Let’s make this super clear! Here’s how we can tackle this:

import pandas as pd
import matplotlib.pyplot as plt
from datetime import datetime, timedelta

class MetricsDashboard:
    def __init__(self, window_size=30):
        self.window_size = window_size
        self.metrics_history = pd.DataFrame(
            columns=['timestamp', 'precision', 'recall', 'threshold']
        )
        
    def update_metrics(self, y_true, y_pred, threshold):
        tp = np.sum((y_true == 1) & (y_pred == 1))
        fp = np.sum((y_true == 0) & (y_pred == 1))
        fn = np.sum((y_true == 1) & (y_pred == 0))
        
        precision = tp / (tp + fp) if (tp + fp) > 0 else 0
        recall = tp / (tp + fn) if (tp + fn) > 0 else 0
        
        new_record = pd.DataFrame({
            'timestamp': [datetime.now()],
            'precision': [precision],
            'recall': [recall],
            'threshold': [threshold]
        })
        
        self.metrics_history = pd.concat(
            [self.metrics_history, new_record], 
            ignore_index=True
        )
        
    def plot_metrics_trend(self):
        plt.figure(figsize=(12, 6))
        plt.plot(self.metrics_history['precision'], 
                label='Precision', marker='o')
        plt.plot(self.metrics_history['recall'], 
                label='Recall', marker='s')
        plt.axhline(y=0.5, color='r', linestyle='--', 
                   label='Minimum Acceptable')
        
        plt.title('Precision-Recall Trends')
        plt.xlabel('Evaluation Period')
        plt.ylabel('Score')
        plt.legend()
        plt.grid(True)
        plt.tight_layout()
        plt.show()
        
# Example usage
dashboard = MetricsDashboard()

# Simulate metrics over time
np.random.seed(42)
for day in range(30):
    y_true = np.random.binomial(1, 0.3, 100)
    threshold = 0.5 + np.sin(day/10) * 0.1
    y_pred = np.random.binomial(1, threshold, 100)
    dashboard.update_metrics(y_true, y_pred, threshold)

dashboard.plot_metrics_trend()

🚀 Ensemble Voting with Precision-Recall Optimization - Made Simple!

Implementation of an ensemble voting system that dynamically adjusts voting weights based on individual model precision and recall performance.

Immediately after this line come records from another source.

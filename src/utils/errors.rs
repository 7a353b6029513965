use thiserror::Error;

#[derive(Error, Debug)]
pub enum CertSyncError {
    #[error("Configuration error: {0}")]
    Config(String),

    #[error("Extraction error: {0}")]
    Extraction(String),

    #[error("Install error: {0}")]
    Install(String),

    #[error("Reset failed while {step}: {reason}")]
    Reset { step: ResetStep, reason: String },

    #[error("Connectivity test failed: {0}")]
    NetworkTest(String),

    #[error("Certificate parsing error: {0}")]
    CertParsing(String),

    #[error("HTTP client error: {0}")]
    Http(#[from] reqwest::Error),

    #[error("IO error: {0}")]
    Io(#[from] std::io::Error),

    #[error("JSON error: {0}")]
    Json(#[from] serde_json::Error),

    #[error("YAML error: {0}")]
    Yaml(#[from] serde_yaml::Error),
}

/// Sub-step of the reset path, named in [`CertSyncError::Reset`].
#[derive(Debug, Clone, Copy, PartialEq, Eq)]
pub enum ResetStep {
    Purge,
    Reinstall,
    Refresh,
}

impl std::fmt::Display for ResetStep {
    fn fmt(&self, f: &mut std::fmt::Formatter<'_>) -> std::fmt::Result {
        match self {
            ResetStep::Purge => write!(f, "purging imported anchors"),
            ResetStep::Reinstall => write!(f, "reinstalling the base trust package"),
            ResetStep::Refresh => write!(f, "refreshing the trust store"),
        }
    }
}

/// Per-record failures. These never abort a run; they are stored on the
/// record and exclude it from later stages.
#[derive(Error, Debug, Clone, Copy, PartialEq, Eq)]
pub enum RecordError {
    #[error("malformed encoding")]
    MalformedEncoding,

    #[error("malformed certificate")]
    MalformedCertificate,

    #[error("expired")]
    Expired,

    #[error("duplicate thumbprint")]
    DuplicateThumbprint,
}

pub type Result<T> = std::result::Result<T, CertSyncError>;
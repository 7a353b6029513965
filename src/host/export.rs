use crate::cert::Encoding;
use crate::host::{HostStoreReader, RawCertificate};
use crate::utils::errors::{CertSyncError, Result};
use crate::utils::pem;
use chrono::{DateTime, Utc};
use serde::Deserialize;
use std::collections::HashMap;
use std::fs;
use std::path::{Path, PathBuf};

pub const MANIFEST_FILE: &str = "manifest.json";
const CERTIFICATE_EXTENSIONS: [&str; 4] = ["cer", "crt", "der", "pem"];

/// Metadata written next to the exported files by the host
#[derive(Debug, Clone, Deserialize)]
#[serde(rename_all = "PascalCase")]
struct ManifestEntry {
    file_name: String,
    subject: Option<String>,
    issuer: Option<String>,
    not_after: Option<String>,
}

#[derive(Deserialize)]
#[serde(untagged)]
enum Manifest {
    Many(Vec<ManifestEntry>),
    One(ManifestEntry),
}

/// Reads certificates already present in an export directory
pub struct ExportDirectoryReader {
    dir: PathBuf,
}

impl ExportDirectoryReader {
    pub fn new(dir: impl Into<PathBuf>) -> Self {
        Self { dir: dir.into() }
    }
}

impl HostStoreReader for ExportDirectoryReader {
    fn list_root_certificates(&self) -> Result<Vec<RawCertificate>> {
        read_export_dir(&self.dir)
    }
}

/// Enumerate exported certificate files. Unreadable files are skipped with a
/// warning; a missing directory or an export with no certificates is fatal.
pub fn read_export_dir(dir: &Path) -> Result<Vec<RawCertificate>> {
    if !dir.is_dir() {
        return Err(CertSyncError::Extraction(format!(
            "export directory missing: {}",
            dir.display()
        )));
    }

    let manifest = load_manifest(dir);

    let mut paths: Vec<PathBuf> = fs::read_dir(dir)
        .map_err(|e| {
            CertSyncError::Extraction(format!(
                "export directory missing: {}: {e}",
                dir.display()
            ))
        })?
        .filter_map(|entry| match entry {
            Ok(entry) => Some(entry.path()),
            Err(e) => {
                tracing::warn!("Skipping unreadable entry in {}: {e}", dir.display());
                None
            }
        })
        .filter(|path| path.is_file())
        .collect();
    paths.sort();

    let mut certificates = Vec::new();
    for path in paths {
        let Some(hint) = encoding_hint(&path) else {
            tracing::debug!("Ignoring non-certificate file {}", path.display());
            continue;
        };

        let raw_bytes = match fs::read(&path) {
            Ok(bytes) => bytes,
            Err(e) => {
                tracing::warn!("Skipping {}: {e}", path.display());
                continue;
            }
        };

        let file_name = path
            .file_name()
            .map(|n| n.to_string_lossy().to_string())
            .unwrap_or_default();
        let meta = manifest.get(&file_name.to_lowercase());

        certificates.push(RawCertificate {
            raw_bytes,
            encoding_hint: hint,
            subject: meta.and_then(|m| m.subject.clone()),
            issuer: meta.and_then(|m| m.issuer.clone()),
            not_after: meta
                .and_then(|m| m.not_after.as_deref())
                .and_then(parse_timestamp),
            source: path.display().to_string(),
        });
    }

    if certificates.is_empty() {
        return Err(CertSyncError::Extraction(format!(
            "no certificates exported to {}",
            dir.display()
        )));
    }

    tracing::info!(
        "Read {} exported certificates from {}",
        certificates.len(),
        dir.display()
    );
    Ok(certificates)
}

/// Extension-based hint only; the normalizer inspects content
fn encoding_hint(path: &Path) -> Option<Encoding> {
    let ext = path.extension()?.to_string_lossy().to_lowercase();
    if !CERTIFICATE_EXTENSIONS.contains(&ext.as_str()) {
        return None;
    }
    Some(match ext.as_str() {
        "pem" | "crt" => Encoding::Pem,
        _ => Encoding::Der,
    })
}

/// Manifest entries keyed by lowercase file name. A missing or corrupt
/// manifest only loses display metadata.
fn load_manifest(dir: &Path) -> HashMap<String, ManifestEntry> {
    let path = dir.join(MANIFEST_FILE);
    let Ok(bytes) = fs::read(&path) else {
        return HashMap::new();
    };

    let Some(text) = pem::decode_text(&bytes) else {
        tracing::warn!("Manifest {} is not text, ignoring", path.display());
        return HashMap::new();
    };

    let entries = match serde_json::from_str::<Manifest>(&text) {
        Ok(Manifest::Many(entries)) => entries,
        Ok(Manifest::One(entry)) => vec![entry],
        Err(e) => {
            tracing::warn!("Manifest {} could not be parsed: {e}", path.display());
            return HashMap::new();
        }
    };

    entries
        .into_iter()
        .map(|entry| (entry.file_name.to_lowercase(), entry))
        .collect()
}

fn parse_timestamp(value: &str) -> Option<DateTime<Utc>> {
    DateTime::parse_from_rfc3339(value)
        .map(|t| t.with_timezone(&Utc))
        .map_err(|e| tracing::debug!("Unparseable NotAfter '{value}': {e}"))
        .ok()
}
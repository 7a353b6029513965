use crate::connectivity::Verbosity;
use clap::{ArgGroup, Parser};
use std::path::PathBuf;

#[derive(Parser, Debug)]
#[command(name = "certbridge")]
#[command(version = "1.0.0")]
#[command(about = "Import Windows host root certificates into the WSL guest trust store")]
#[command(long_about = None)]
#[command(group(
    ArgGroup::new("action")
        .required(true)
        .multiple(true)
        .args(["update", "reset", "test", "dry_run"])
))]
pub struct Cli {
    /// Export host root certificates and install them as trust anchors
    #[arg(short, long, conflicts_with = "test")]
    pub update: bool,

    /// Remove imported anchors and reinstall the distribution defaults (runs before --update)
    #[arg(short, long)]
    pub reset: bool,

    /// Check that an HTTPS connection to DOMAIN verifies against the guest trust bundle
    #[arg(short, long, value_name = "DOMAIN")]
    pub test: Option<String>,

    /// Show what --update would import without changing anything
    #[arg(short = 'n', long, conflicts_with_all = ["update", "reset"])]
    pub dry_run: bool,

    /// Debug output
    #[arg(short, long, conflicts_with = "verbose")]
    pub debug: bool,

    /// Verbose output
    #[arg(short, long)]
    pub verbose: bool,

    /// Config file path
    #[arg(long, env = "CERTBRIDGE_CONFIG")]
    pub config: Option<PathBuf>,
}

impl Cli {
    pub fn verbosity(&self) -> Verbosity {
        if self.debug {
            Verbosity::Debug
        } else if self.verbose {
            Verbosity::Verbose
        } else {
            Verbosity::Normal
        }
    }

    /// Filter for the tracing subscriber
    pub fn log_filter(&self) -> &'static str {
        match self.verbosity() {
            Verbosity::Normal => "certbridge=warn",
            Verbosity::Verbose => "certbridge=info",
            Verbosity::Debug => "certbridge=debug",
        }
    }
}

#[cfg(test)]
mod tests {
    use super::*;
    use clap::error::ErrorKind;
    use clap::CommandFactory;

    fn parse(args: &[&str]) -> Result<Cli, clap::Error> {
        Cli::try_parse_from(std::iter::once("certbridge").chain(args.iter().copied()))
    }

    #[test]
    fn test_command_definition() {
        Cli::command().debug_assert();
    }

    #[test]
    fn test_action_required() {
        let err = parse(&[]).unwrap_err();
        assert_eq!(err.kind(), ErrorKind::MissingRequiredArgument);

        let err = parse(&["-v"]).unwrap_err();
        assert_eq!(err.kind(), ErrorKind::MissingRequiredArgument);
    }

    #[test]
    fn test_allowed_combinations() {
        let cli = parse(&["-r", "-u"]).unwrap();
        assert!(cli.reset && cli.update);

        let cli = parse(&["-r", "-t", "example.com", "-d"]).unwrap();
        assert_eq!(cli.test.as_deref(), Some("example.com"));
        assert_eq!(cli.verbosity(), Verbosity::Debug);

        let cli = parse(&["-n", "-t", "example.com"]).unwrap();
        assert!(cli.dry_run);

        let cli = parse(&["--update", "--verbose"]).unwrap();
        assert_eq!(cli.log_filter(), "certbridge=info");
    }

    #[test]
    fn test_conflicts() {
        for args in [
            &["-u", "-t", "example.com"][..],
            &["-n", "-u"][..],
            &["-n", "-r"][..],
            &["-u", "-d", "-v"][..],
        ] {
            let err = parse(args).unwrap_err();
            assert_eq!(err.kind(), ErrorKind::ArgumentConflict, "{args:?}");
        }
    }

    #[test]
    fn test_help_and_version() {
        assert_eq!(parse(&["-h"]).unwrap_err().kind(), ErrorKind::DisplayHelp);
        assert_eq!(parse(&["-V"]).unwrap_err().kind(), ErrorKind::DisplayVersion);
    }
}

Don’t worry, this is easier than it looks! Here’s how we can tackle this:

import numpy as np
from sklearn.base import BaseEstimator, ClassifierMixin

class PrecisionRecallEnsemble(BaseEstimator, ClassifierMixin):
    def __init__(self, models, precision_weight=0.5):
        self.models = models
        self.precision_weight = precision_weight
        self.model_weights = None
        
    def fit(self, X, y):
        self.model_weights = np.ones(len(self.models)) / len(self.models)
        
        # Train each model and calculate weights
        for i, model in enumerate(self.models):
            model.fit(X, y)
            y_pred = model.predict(X)
            
            tp = np.sum((y == 1) & (y_pred == 1))
            fp = np.sum((y == 0) & (y_pred == 1))
            fn = np.sum((y == 1) & (y_pred == 0))
            
            precision = tp / (tp + fp) if (tp + fp) > 0 else 0
            recall = tp / (tp + fn) if (tp + fn) > 0 else 0
            
            # Calculate weighted score
            score = (self.precision_weight * precision + 
                    (1 - self.precision_weight) * recall)
            self.model_weights[i] = score
            
        # Normalize weights
        self.model_weights /= np.sum(self.model_weights)
        return self
        
    def predict_proba(self, X):
        predictions = np.zeros((X.shape[0], 2))
        
        for model, weight in zip(self.models, self.model_weights):
            pred = model.predict_proba(X)
            predictions += weight * pred
            
        return predictions
        
    def predict(self, X):
        return (self.predict_proba(X)[:, 1] >= 0.5).astype(int)

# Example usage
from sklearn.tree import DecisionTreeClassifier
from sklearn.svm import SVC
from sklearn.linear_model import LogisticRegression

X = np.random.rand(100, 5)
y = (X.sum(axis=1) > 2.5).astype(int)

models = [
    DecisionTreeClassifier(random_state=42),
    SVC(probability=True, random_state=42),
    LogisticRegression(random_state=42)
]

ensemble = PrecisionRecallEnsemble(models, precision_weight=0.7)
ensemble.fit(X, y)
predictions = ensemble.predict(X)

🚀 Time Series Anomaly Detection with Precision Focus - Made Simple!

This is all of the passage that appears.